Cambridge and the Plague Years
When the Great Plague forced the university to close in 1665, Newton returned to Woolsthorpe for an extended period of private study. In these years he developed many of the central ideas that would define his career: the method of fluxions (his formulation of calculus), the binomial theorem in a generalized form, and the principle of universal gravitation. He experimented with prisms, separating white light into colors and concluding that color is an intrinsic property of light rather than a modification. The famous apple story, later recounted by William Stukeley, dates to reflections during this period, when he considered why the Moon did not fall to Earth. He returned to Cambridge to take his degrees and in 1669, at Barrow's urging, became Lucasian Professor of Mathematics, one of the most prestigious academic posts in England.

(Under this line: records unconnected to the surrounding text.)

impl Device {
    /// Creates and connects both sockets. Fails fast; retry policy is
    /// the caller's.
    pub fn connect(address: &str) -> Result<Self, DeviceError> {
        let host: Ipv4Addr = address
            .parse()
            .map_err(|_| DeviceError::BadAddress(address.to_string()))?;

        let ctrl = open_udp(SocketAddr::from((host, CONTROL_PORT)), None)?;
        ctrl.set_read_timeout(Some(CONTROL_TIMEOUT))?;

        let data = open_udp(
            SocketAddr::from((host, DATA_PORT)),
            Some(DATA_RECV_BUFFER_BYTES),
        )?;
        data.set_read_timeout(Some(DATA_POLL_TIMEOUT))?;

        Ok(Self {
            ctrl,
            data: Arc::new(data),
        })
    }

    /// Queries the sensor's chip identifier.
    pub fn chip_id(&self) -> Result<String, DeviceError> {
        let reply = self.request(&[CMD_GET_CHIP_ID, 0, 0, 0, 0, 0, 0, 0])?;
        if reply.len() < 2 || reply[0] != CMD_GET_CHIP_ID {
            return Err(DeviceError::BadReply { query: "chip id" });
        }
        let len = reply[1] as usize;
        if reply.len() < 2 + len {
            return Err(DeviceError::BadReply { query: "chip id" });
        }
        String::from_utf8(reply[2..2 + len].to_vec())
            .map_err(|_| DeviceError::BadReply { query: "chip id" })
    }

    /// Uploads the acquisition settings and pixel mask, then starts the
    /// readout.
    fn begin(&self, config: &AcqConfig, readout: ReadoutType) -> Result<(), DeviceError> {
        self.command(&encode_setup(config))?;

        for (chunk_idx, chunk) in px_config_bytes(config).chunks(PX_CONFIG_CHUNK_BYTES).enumerate() {
            let mut frame = Vec::with_capacity(3 + chunk.len());
            frame.push(CMD_PX_CONFIG_CHUNK);
            frame.extend_from_slice(&(chunk_idx as u16).to_le_bytes());
            frame.extend_from_slice(chunk);
            self.ctrl.send(&frame)?;
        }
        self.command(&[CMD_PX_CONFIG_COMMIT, 0, 0, 0, 0, 0, 0, 0])?;

        let readout_byte = match readout {
            ReadoutType::FrameBased => 0u8,
            ReadoutType::DataDriven => 1u8,
        };
        self.command(&[CMD_ACQ_START, readout_byte, 0, 0, 0, 0, 0, 0])
    }

    /// Sends a command and checks the `[opcode, status]` ack.
    fn command(&self, frame: &[u8]) -> Result<(), DeviceError> {
        let opcode = frame[0];
        let reply = self.request(frame)?;
        if reply.len() < 2 || reply[0] != opcode {
            return Err(DeviceError::BadReply { query: "ack" });
        }
        if reply[1] != 0 {
            return Err(DeviceError::CommandRejected {
                opcode,
                status: reply[1],
            });
        }
        Ok(())
    }

    fn request(&self, frame: &[u8]) -> Result<Vec<u8>, DeviceError> {
        self.ctrl.send(frame)?;
        let mut buf = [0u8; 512];
        match self.ctrl.recv(&mut buf) {
            Ok(n) => Ok(buf[..n].to_vec()),
            Err(e)
                if e.kind() == std::io::ErrorKind::WouldBlock
                    || e.kind() == std::io::ErrorKind::TimedOut =>
            {
                Err(DeviceError::ControlTimeout { opcode: frame[0] })
            }
            Err(e) => Err(DeviceError::Socket(e)),
        }
    }
}

fn open_udp(peer: SocketAddr, recv_buffer: Option<usize>) -> Result<UdpSocket, DeviceError> {
    let socket = Socket::new(Domain::IPV4, Type::DGRAM, Some(Protocol::UDP))?;
    if let Some(bytes) = recv_buffer {
        socket.set_recv_buffer_size(bytes)?;
    }
    socket.bind(&SocketAddr::from((Ipv4Addr::UNSPECIFIED, 0)).into())?;
    socket.connect(&peer.into())?;
    Ok(socket.into())
}

fn encode_setup(config: &AcqConfig) -> Vec<u8> {
    let mut frame = Vec::with_capacity(64);
    frame.push(CMD_ACQ_SETUP);
    frame.push(config.bias_id);
    frame.extend_from_slice(&(config.acq_time.as_nanos() as u64).to_le_bytes());
    frame.extend_from_slice(&config.no_frames.to_le_bytes());
    frame.extend_from_slice(&config.bias.to_le_bytes());
    frame.push(u8::from(config.delayed_start));
    frame.push(u8::from(config.start_trigger.enabled));
    frame.push(config.start_trigger.channel);
    frame.push(u8::from(config.start_trigger.use_falling_edge));
    frame.push(u8::from(config.stop_trigger.enabled));
    frame.push(config.stop_trigger.channel);
    frame.push(u8::from(config.stop_trigger.use_falling_edge));
    frame.push(u8::from(config.gray_disable));
    frame.push(u8::from(config.polarity_holes));
    frame.push(match config.phase {
        Phase::P1 => 1,
        Phase::P2 => 2,
        Phase::P4 => 4,
        Phase::P8 => 8,
        Phase::P16 => 16,
    });
    frame.push(match config.freq {
        Freq::F40 => 40,
        Freq::F80 => 80,
        Freq::F160 => 160,
    });
    for (_, value) in config.dacs.named() {
        frame.extend_from_slice(&value.to_le_bytes());
    }
    frame
}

Optics and the Reflecting Telescope
Newton's optical work put him in early conflict with some senior members of the Royal Society. He constructed a reflecting telescope to avoid chromatic aberration produced by refracting lenses and demonstrated it in London in 1672. The instrument made him a fellow of the Royal Society, but his theory of light and color met resistance. Robert Hooke and Christian Huygens favored wave interpretations, while Newton stressed that white light consists of a spectrum of rays with different refrangibilities. His careful experiments with prisms and apertures, and the concept of analysis and synthesis of light, convinced many, but the debates were heated. Henry Oldenburg, the Society's secretary, helped manage the exchanges, though Newton grew wary of public controversy. He eventually gathered his optical studies into Opticks, published in 1704, adding mathematical tracts on quadrature and the nature of curves.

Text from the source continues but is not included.